Your Body Needs Fat to Burn Fat
Healthy fats like those found in coconut oil digest quickly for your body to either burn for energy or store. The more quickly your body can access available fats for energy, the more quickly it will burn it. I get questions all the time from women wanting to know how to burn fat in their stomachs, hips, and thighs. While it's not possible to spot reducing fat, the subcutaneous fat stored in those areas need "new" fat in ordered to be burned. This is because fat assists in breaking down the fat already stored on your body by activating PPAR-Alpha. PPAR-Alpha is a nuclear receptor regulates lipid metabolism in your liver and is necessary in fat burning.

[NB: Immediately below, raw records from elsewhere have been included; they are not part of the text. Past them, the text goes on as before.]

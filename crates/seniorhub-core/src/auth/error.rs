use thiserror::Error;

/// Everything that can end a sign-in attempt without a session.
///
/// `Display` is the user-facing message shown on the sign-in view.
#[derive(Error, Debug)]
pub enum AuthError {
    #[error("Google OAuth is not configured")]
    NotConfigured,

    #[error("Sign-in is already in progress")]
    InProgress,

    #[error("Failed to open authentication popup. Please allow popups for this site.")]
    PopupBlocked { reason: String },

    #[error("{0}")]
    Provider(String),

    #[error("Failed to fetch user profile (status {status})")]
    ProfileFetch { status: u16 },

    #[error("Invalid user profile: {0}")]
    InvalidProfile(String),

    #[error("Network error: {0}")]
    Network(#[from] reqwest::Error),

    #[error("Authentication was cancelled")]
    Cancelled,

    #[error("Authentication timed out")]
    TimedOut,

    #[error("Authentication transport error: {0}")]
    Transport(String),
}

Fat is an Important Source of Energy
Burning fat is all about creating an energy deficit, or caloric deficit, for your body. You can achieve this by burning more energy than you consume, or eating less food than your body needs for energy. Either way, energy is an important factor in burning fat. Fat provides over 2x the amount of energy per gram to your body than either carbs or protein. Fat truly is the best source of energy for your body, it's just not always the easiest to access.
The Healthy Fats List
Now, by no means am I advocating that you throw caution to the wind and scarf down the largest pizza you can find. You all are both hilarious and witty, so I decided to make that disclaimer. Instead, make sure the majority of your fats come from healthy sources. Here's a list of foods containing healthy fats, for your culinary pleasure: Fish or fish oil supplements, Coconut Oil, Extra Virgin Olive Oil, Nuts, Avocado, Cheese, and Chia Seeds.
Low-Fat and Non-Fat vs Full Fat Foods
If you're like me, sometimes you just prefer the taste of low fat foods compared to their full fat counterparts. Otherwise, you may not be getting much more benefit out of consuming them. Ultimately if you, read your nutrition labels, understand your macros, and sweat you're in good shape.